From 075ecb52e99dbc38eddc71c9903c395ab792e1b7 Mon Sep 17 00:00:00 2001
From: Moe Jette <jette1@llnl.gov>
Date: Tue, 6 Apr 2010 23:04:38 +0000
Subject: [PATCH] get select/linear to allocate resources released via job
 shrinking. Fix a file permissions and error logging problems with scontrol
 shrinking jobs

---
 src/common/node_select.c                      |  17 ++
 src/common/node_select.h                      |   8 +
 .../select/bluegene/plugin/select_bluegene.c  |   6 +
 src/plugins/select/cons_res/select_cons_res.c |   7 +
 src/plugins/select/linear/select_linear.c     | 191 ++++++++++++++++--
 src/scontrol/update_job.c                     |   8 +-
 src/slurmctld/job_mgr.c                       |   5 +
 7 files changed, 228 insertions(+), 14 deletions(-)

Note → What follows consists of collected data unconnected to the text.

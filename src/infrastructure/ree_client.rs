// REE open data client - primary price source
use crate::application::errors::UpstreamError;
use crate::application::price_source::{FetchOutcome, PriceSource};
use crate::domain::calendar::is_future_day;
use crate::domain::price::PricePoint;
use async_trait::async_trait;
use chrono::{DateTime, FixedOffset, NaiveDate, Utc};
use serde::Deserialize;

const SOURCE_NAME: &str = "ree";
/// Indicator id of the PVPC tariff in the real-time market prices widget
const PVPC_INDICATOR_ID: &str = "1001";
const NO_DATA_DETAIL: &str = "There are no data for the selected filters.";

#[derive(Debug, Deserialize)]
struct ReeResponse {
    #[serde(default)]
    included: Vec<ReeIncluded>,
}

#[derive(Debug, Deserialize)]
struct ReeIncluded {
    id: String,
    attributes: ReeAttributes,
}

#[derive(Debug, Deserialize)]
struct ReeAttributes {
    #[serde(default)]
    values: Vec<ReeValue>,
}

#[derive(Debug, Deserialize)]
struct ReeValue {
    /// €/MWh
    value: f64,
    datetime: DateTime<FixedOffset>,
}

#[derive(Debug, Deserialize)]
struct ReeErrorResponse {
    #[serde(default)]
    errors: Vec<ReeError>,
}

#[derive(Debug, Deserialize)]
struct ReeError {
    #[serde(default)]
    detail: String,
}

#[derive(Debug, Clone)]
pub struct ReeClient {
    base_url: String,
    client: reqwest::Client,
}

impl ReeClient {
    pub fn new(base_url: String, client: reqwest::Client) -> Self {
        Self {
            base_url: base_url.trim_end_matches('/').to_string(),
            client,
        }
    }

    fn day_url(&self, date: NaiveDate) -> String {
        let day = date.format("%Y-%m-%d");
        format!(
            "{}/en/datos/mercados/precios-mercados-tiempo-real?time_trunc=hour&start_date={}T00:00&end_date={}T23:59",
            self.base_url, day, day
        )
    }
}

#[async_trait]
impl PriceSource for ReeClient {
    fn name(&self) -> &str {
        SOURCE_NAME
    }

    async fn fetch_day(&self, date: NaiveDate) -> Result<FetchOutcome, UpstreamError> {
        let request_error = |e: reqwest::Error| UpstreamError::Request {
            source_name: SOURCE_NAME.to_string(),
            reason: e.to_string(),
        };

        let response = self
            .client
            .get(self.day_url(date))
            .send()
            .await
            .map_err(request_error)?;
        let status = response.status().as_u16();
        let body = response.text().await.map_err(request_error)?;

        interpret_response(status, &body, date, Utc::now())
    }
}

/// Map a REE HTTP response for `date` to prices, "synced" or an error.
fn interpret_response(
    status: u16,
    body: &str,
    date: NaiveDate,
    now: DateTime<Utc>,
) -> Result<FetchOutcome, UpstreamError> {
    let malformed = |reason: String| UpstreamError::Malformed {
        source_name: SOURCE_NAME.to_string(),
        date,
        reason,
    };

    match status {
        200..=299 => {
            let response: ReeResponse =
                serde_json::from_str(body).map_err(|e| malformed(e.to_string()))?;

            let values = response
                .included
                .into_iter()
                .find(|inc| inc.id == PVPC_INDICATOR_ID)
                .map(|inc| inc.attributes.values)
                .unwrap_or_default();
            if values.is_empty() {
                return Err(malformed("no PVPC values".to_string()));
            }

            Ok(FetchOutcome::Prices(
                values
                    .into_iter()
                    .map(|v| PricePoint::new(v.datetime.with_timezone(&Utc), v.value / 1000.0))
                    .collect(),
            ))
        }
        404 if is_future_day(date, now) => Ok(FetchOutcome::Synced),
        502 if is_future_day(date, now) => {
            let response: ReeErrorResponse =
                serde_json::from_str(body).map_err(|e| malformed(e.to_string()))?;
            match response.errors.first() {
                Some(error) if error.detail == NO_DATA_DETAIL => Ok(FetchOutcome::Synced),
                _ => Err(status_error(status)),
            }
        }
        _ => Err(status_error(status)),
    }
}

fn status_error(status: u16) -> UpstreamError {
    UpstreamError::Status {
        source_name: SOURCE_NAME.to_string(),
        status,
    }
}

#[cfg(test)]
mod tests {
    use super::*;
    use chrono::TimeZone;

    const PRICES_BODY: &str = r#"{
        "data": {"type": "Precios mercado peninsular en tiempo real"},
        "included": [
            {"type": "PVPC (€/MWh)", "id": "1001", "groupId": null,
             "attributes": {"title": "PVPC", "values": [
                {"value": 123.45, "percentage": 1, "datetime": "2021-06-01T00:00:00.000+02:00"},
                {"value": 98.7, "percentage": 1, "datetime": "2021-06-01T01:00:00.000+02:00"}
             ]}},
            {"type": "Precio mercado spot (€/MWh)", "id": "600", "groupId": null,
             "attributes": {"title": "Spot", "values": [
                {"value": 70.0, "percentage": 1, "datetime": "2021-06-01T00:00:00.000+02:00"}
             ]}}
        ]
    }"#;

    fn day() -> NaiveDate {
        NaiveDate::from_ymd_opt(2021, 6, 1).unwrap()
    }

    fn before(date: NaiveDate) -> DateTime<Utc> {
        crate::domain::calendar::start_of_day(date) - chrono::Duration::hours(3)
    }

    fn after(date: NaiveDate) -> DateTime<Utc> {
        crate::domain::calendar::start_of_day(date) + chrono::Duration::days(2)
    }

    #[test]
    fn test_day_url() {
        let client = ReeClient::new("https://apidatos.ree.es/".to_string(), reqwest::Client::new());
        assert_eq!(
            client.day_url(day()),
            "https://apidatos.ree.es/en/datos/mercados/precios-mercados-tiempo-real?time_trunc=hour&start_date=2021-06-01T00:00&end_date=2021-06-01T23:59"
        );
    }

    #[test]
    fn test_parse_pvpc_prices() {
        let outcome = interpret_response(200, PRICES_BODY, day(), after(day())).unwrap();
        let FetchOutcome::Prices(prices) = outcome else {
            panic!("expected prices");
        };

        assert_eq!(prices.len(), 2);
        assert_eq!(
            prices[0].date_time,
            Utc.with_ymd_and_hms(2021, 5, 31, 22, 0, 0).unwrap()
        );
        assert!((prices[0].price - 0.12345).abs() < 1e-9);
        assert!((prices[1].price - 0.0987).abs() < 1e-9);
    }

    #[test]
    fn test_missing_pvpc_indicator_is_malformed() {
        let body = r#"{"included": [{"id": "600", "attributes": {"values": []}}]}"#;
        let result = interpret_response(200, body, day(), after(day()));
        assert!(matches!(result, Err(UpstreamError::Malformed { .. })));
    }

    #[test]
    fn test_not_found_for_future_day_is_synced() {
        let result = interpret_response(404, "", day(), before(day()));
        assert_eq!(result.unwrap(), FetchOutcome::Synced);

        let result = interpret_response(404, "", day(), after(day()));
        assert!(matches!(result, Err(UpstreamError::Status { status: 404, .. })));
    }

    #[test]
    fn test_no_data_bad_gateway() {
        let body = r#"{"errors":[{"code":502,"status":"502","title":"Bad gateway","detail":"There are no data for the selected filters."}]}"#;
        assert_eq!(
            interpret_response(502, body, day(), before(day())).unwrap(),
            FetchOutcome::Synced
        );
        assert!(interpret_response(502, body, day(), after(day())).is_err());

        let other = r#"{"errors":[{"code":502,"detail":"Upstream down"}]}"#;
        assert!(matches!(
            interpret_response(502, other, day(), before(day())),
            Err(UpstreamError::Status { status: 502, .. })
        ));
    }

    #[test]
    fn test_server_error() {
        assert!(matches!(
            interpret_response(500, "oops", day(), before(day())),
            Err(UpstreamError::Status { status: 500, .. })
        ));
    }
}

diff --git a/src/common/node_select.c b/src/common/node_select.c
index 460349da21e..b3a5209c775 100644
--- a/src/common/node_select.c
+++ b/src/common/node_select.c
@@ -87,6 +87,8 @@ typedef struct slurm_select_ops {
 						List *preemptee_job_list);
 	int		(*job_begin)	       (struct job_record *job_ptr);
 	int		(*job_ready)	       (struct job_record *job_ptr);
+	int		(*job_resized)	       (struct job_record *job_ptr,
+						struct node_record *node_ptr);
 	int		(*job_fini)	       (struct job_record *job_ptr);
 	int		(*job_suspend)	       (struct job_record *job_ptr);
 	int		(*job_resume)	       (struct job_record *job_ptr);
@@ -189,6 +191,7 @@ static slurm_select_ops_t * _select_get_ops(slurm_select_context_t *c)
 		"select_p_job_test",
 		"select_p_job_begin",
 		"select_p_job_ready",
+		"select_p_job_resized",
 		"select_p_job_fini",
 		"select_p_job_suspend",
 		"select_p_job_resume",
@@ -701,6 +704,20 @@ extern int select_g_job_ready(struct job_record *job_ptr)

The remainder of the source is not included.